From the point where the drain leaves the property's boundary, ownership of the drain passes to the statutory undertaker (the water and sewerage company, e.g. Dwr Cymru), along with the responsibility for maintenance of that drain. Those sections not within the property's boundary (and therefore owned by the statutory undertaker) are termed private sewers and lateral drains ("SLDs").

The purpose of the change in the law is to:

  • address a lack of integrated management of the public sewerage network as a whole;
  • remove the burden of maintenance from householders; and
  • ensure greater clarity over ownership.

Some SLDs already connected to the public network will have transferred to the statutory undertaker on 1 October 2011, whilst others will transfer on 1 April 2013, depending on when they were connected.

Newly constructed drains

To prevent the creation of a new stock of private SLDs and to maintain the integrated management of the public sewerage network, the law also provides that any person constructing or proposing to construct an SLD not connected by 1 October 2012 will only be able to communicate with a public sewerage system where:

  • there is an adoption agreement in place between the developer and the sewerage undertaker; and
  • that adoption agreement requires:
    • The developer to comply with the standards of construction set out in Welsh Government's Standards for new gravity foul sewers and lateral drains or such other standards as agreed between the parties; and
    • The statutory undertaker to adopt the SLD.

These changes will be welcomed by residential property owners; however, it could be a cause for concern for developers and owners of large multi-let estates for the reasons set out below.

Implications for developers

  • Developers should note the impact of these proposals on developments.
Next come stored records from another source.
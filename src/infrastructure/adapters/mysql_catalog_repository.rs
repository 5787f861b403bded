use crate::domain::errors::{DomainError, DomainResult};
use crate::domain::value_objects::Money;
use crate::domain::{Category, Product};
use crate::ports::catalog_repository_port::{
    CatalogRepositoryPort, CategoryWithCount, ProductFilter,
};
use async_trait::async_trait;
use sqlx::{MySql, Pool};
use std::sync::Arc;
use tracing::debug;
use uuid::Uuid;

/// MySQL catalog repository (categories and products).
#[derive(Clone)]
pub struct MySqlCatalogRepository {
    pool: Arc<Pool<MySql>>,
}

impl MySqlCatalogRepository {
    pub fn new(pool: Arc<Pool<MySql>>) -> Self {
        Self { pool }
    }
}

/// Duplicate category names hit the unique index; surface that as a
/// caller-fixable error instead of a bare database failure.
fn map_unique_violation(e: sqlx::Error, message: &str) -> DomainError {
    if let sqlx::Error::Database(ref db_err) = e {
        if db_err.is_unique_violation() {
            return DomainError::ValidationError(message.to_string());
        }
    }
    DomainError::DatabaseError(e)
}

#[async_trait]
impl CatalogRepositoryPort for MySqlCatalogRepository {
    async fn list_categories(&self) -> DomainResult<Vec<CategoryWithCount>> {
        let query = r#"
            SELECT c.id, c.name, c.created_at, c.updated_at,
                   COUNT(p.id) AS product_count
            FROM categories c
            LEFT JOIN products p ON p.category_id = c.id
            GROUP BY c.id, c.name, c.created_at, c.updated_at
            ORDER BY c.name
        "#;

        let rows = sqlx::query_as::<_, CategoryRow>(query)
            .fetch_all(self.pool.as_ref())
            .await?;

        Ok(rows.into_iter().map(CategoryRow::into_with_count).collect())
    }

    async fn find_category_by_id(&self, id: Uuid) -> DomainResult<Option<Category>> {
        let query = r#"
            SELECT c.id, c.name, c.created_at, c.updated_at,
                   0 AS product_count
            FROM categories c
            WHERE c.id = ?
        "#;

        let row = sqlx::query_as::<_, CategoryRow>(query)
            .bind(id)
            .fetch_optional(self.pool.as_ref())
            .await?;

        Ok(row.map(|r| r.into_with_count().category))
    }

    async fn insert_category(&self, category: &Category) -> DomainResult<()> {
        sqlx::query(
            "INSERT INTO categories (id, name, created_at, updated_at) VALUES (?, ?, ?, ?)",
        )
        .bind(category.id)
        .bind(&category.name)
        .bind(category.created_at)
        .bind(category.updated_at)
        .execute(self.pool.as_ref())
        .await
        .map_err(|e| map_unique_violation(e, "Category name already exists"))?;

        debug!("Category saved: {}", category.id);
        Ok(())
    }

    async fn update_category(&self, category: &Category) -> DomainResult<()> {
        let rows_affected =
            sqlx::query("UPDATE categories SET name = ?, updated_at = ? WHERE id = ?")
                .bind(&category.name)
                .bind(category.updated_at)
                .bind(category.id)
                .execute(self.pool.as_ref())
                .await
                .map_err(|e| map_unique_violation(e, "Category name already exists"))?
                .rows_affected();

        if rows_affected == 0 {
            return Err(DomainError::CategoryNotFound(category.id.to_string()));
        }

        Ok(())
    }

    async fn delete_category(&self, id: Uuid) -> DomainResult<()> {
        let product_count: i64 =
            sqlx::query_scalar("SELECT COUNT(*) FROM products WHERE category_id = ?")
                .bind(id)
                .fetch_one(self.pool.as_ref())
                .await?;

        if product_count > 0 {
            return Err(DomainError::CategoryInUse(id.to_string()));
        }

        let rows_affected = sqlx::query("DELETE FROM categories WHERE id = ?")
            .bind(id)
            .execute(self.pool.as_ref())
            .await?
            .rows_affected();

        if rows_affected == 0 {
            return Err(DomainError::CategoryNotFound(id.to_string()));
        }

        debug!("Category deleted: {}", id);
        Ok(())
    }

    async fn list_products(&self, filter: &ProductFilter) -> DomainResult<Vec<Product>> {
        let mut query = String::from(
            "SELECT id, name, price, category_id, image_url, created_at, updated_at \
             FROM products WHERE 1 = 1",
        );

        if filter.category_id.is_some() {
            query.push_str(" AND category_id = ?");
        }
        if filter.search.is_some() {
            query.push_str(" AND name LIKE CONCAT('%', ?, '%')");
        }
        query.push_str(" ORDER BY name");

        let mut q = sqlx::query_as::<_, ProductRow>(&query);
        if let Some(category_id) = filter.category_id {
            q = q.bind(category_id);
        }
        if let Some(search) = &filter.search {
            q = q.bind(search);
        }

        let rows = q.fetch_all(self.pool.as_ref()).await?;
        Ok(rows.into_iter().map(ProductRow::into_product).collect())
    }

    async fn find_product_by_id(&self, id: Uuid) -> DomainResult<Option<Product>> {
        let query = r#"
            SELECT id, name, price, category_id, image_url, created_at, updated_at
            FROM products
            WHERE id = ?
        "#;

        let row = sqlx::query_as::<_, ProductRow>(query)
            .bind(id)
            .fetch_optional(self.pool.as_ref())
            .await?;

        Ok(row.map(ProductRow::into_product))
    }

    async fn find_products_by_ids(&self, ids: &[Uuid]) -> DomainResult<Vec<Product>> {
        if ids.is_empty() {
            return Ok(Vec::new());
        }

        let placeholders = vec!["?"; ids.len()].join(", ");
        let query = format!(
            "SELECT id, name, price, category_id, image_url, created_at, updated_at \
             FROM products WHERE id IN ({placeholders})"
        );

        let mut q = sqlx::query_as::<_, ProductRow>(&query);
        for id in ids {
            q = q.bind(id);
        }

        let rows = q.fetch_all(self.pool.as_ref()).await?;
        Ok(rows.into_iter().map(ProductRow::into_product).collect())
    }

    async fn insert_product(&self, product: &Product) -> DomainResult<()> {
        sqlx::query(
            r#"
            INSERT INTO products (id, name, price, category_id, image_url, created_at, updated_at)
            VALUES (?, ?, ?, ?, ?, ?, ?)
            "#,
        )
        .bind(product.id)
        .bind(&product.name)
        .bind(product.price.as_rupiah())
        .bind(product.category_id)
        .bind(&product.image_url)
        .bind(product.created_at)
        .bind(product.updated_at)
        .execute(self.pool.as_ref())
        .await?;

        debug!("Product saved: {}", product.id);
        Ok(())
    }

    async fn update_product(&self, product: &Product) -> DomainResult<()> {
        let rows_affected = sqlx::query(
            r#"
            UPDATE products
            SET name = ?, price = ?, category_id = ?, image_url = ?, updated_at = ?
            WHERE id = ?
            "#,
        )
        .bind(&product.name)
        .bind(product.price.as_rupiah())
        .bind(product.category_id)
        .bind(&product.image_url)
        .bind(product.updated_at)
        .bind(product.id)
        .execute(self.pool.as_ref())
        .await?
        .rows_affected();

        if rows_affected == 0 {
            return Err(DomainError::ProductNotFound(product.id.to_string()));
        }

        Ok(())
    }

    async fn delete_product(&self, id: Uuid) -> DomainResult<()> {
        let rows_affected = sqlx::query("DELETE FROM products WHERE id = ?")
            .bind(id)
            .execute(self.pool.as_ref())
            .await?
            .rows_affected();

        if rows_affected == 0 {
            return Err(DomainError::ProductNotFound(id.to_string()));
        }

        debug!("Product deleted: {}", id);
        Ok(())
    }
}

#[derive(Debug, sqlx::FromRow)]
struct CategoryRow {
    id: Uuid,
    name: String,
    created_at: chrono::DateTime<chrono::Utc>,
    updated_at: chrono::DateTime<chrono::Utc>,
    product_count: i64,
}

impl CategoryRow {
    fn into_with_count(self) -> CategoryWithCount {
        CategoryWithCount {
            category: Category {
                id: self.id,
                name: self.name,
                created_at: self.created_at,
                updated_at: self.updated_at,
            },
            product_count: self.product_count,
        }
    }
}

#[derive(Debug, sqlx::FromRow)]
struct ProductRow {
    id: Uuid,
    name: String,
    price: i64,
    category_id: Uuid,
    image_url: Option<String>,
    created_at: chrono::DateTime<chrono::Utc>,
    updated_at: chrono::DateTime<chrono::Utc>,
}

impl ProductRow {
    fn into_product(self) -> Product {
        Product {
            id: self.id,
            name: self.name,
            price: Money::from_rupiah(self.price),
            category_id: self.category_id,
            image_url: self.image_url,
            created_at: self.created_at,
            updated_at: self.updated_at,
        }
    }
}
Where SLDs are not connected to the public network by 1 October 2012 an adoption agreement will need to be in place.
  • Where there is an existing adoption agreement in place, that agreement will need to be reviewed to ensure that it is compliant with the new legislation.
  • Where there is not an existing adoption agreement in place, developers will need to liaise with statutory undertakers at an early stage to agree the terms of such agreement so as to avoid delay in developing the site. In the event that the terms of the agreement cannot be agreed or are considered unreasonable, an appeal may be made to OFWAT.
  • Importantly, there may be an opportunity to avoid having to comply with Welsh Government's Standards in certain circumstances.
  • Where developers are obliged to comply with Welsh Government's Standards, developers should consider their ease of application and whether it would be preferable to consider other innovative techniques to construct SLDs and reach an agreement with the statutory undertaker to construct the SLDs on that basis instead.
  • Finally, where a developer owns land adjacent to a site developed by it, it will often have an easement ("lift and shift rights") to be able to relocate a sewer under the adjacent land should it subsequently want to develop the land. These rights will be extinguished if the sewer is transferred to a statutory undertaker. Developers therefore need to be looking at their land portfolios and deciding whether they need to make any objections.

Where there are financial implications of this lost right, the developer may appeal to OFWAT for compensation.

Implications for landowners (including Housing Associations)

  • A landowner (or person affected) has the right to object to the transfer of an SLD to a statutory undertaker by appeal to OFWAT within 2 months of receiving a notice of transfer or a publication being made. Appeals are likely to be made by those landowners with complex infrastructure arrangements in place or who may be at risk of losing a right to compensated sewer removal.
  • Certain drains may not be adopted. In the case of large multi-let estates, the question of whether or not the SLDs will transfer will depend on whether the estate is classed as a "single curtilage". Where an estate is classed as a "single curtilage", a landlord will want to ensure that the responsibility and cost of maintaining the SLDs is dealt with in its leases.
  • A commercial landowner may have in place contracts for the maintenance of its drains. Should these contracts be terminated as a result of a transfer? Landowners will still be responsible for those drains within its boundaries; therefore contracts may still be necessary, although their scope could be reduced.

The content of this article is intended to provide a general guide to the subject matter. Specialist advice should be sought about your specific circumstances.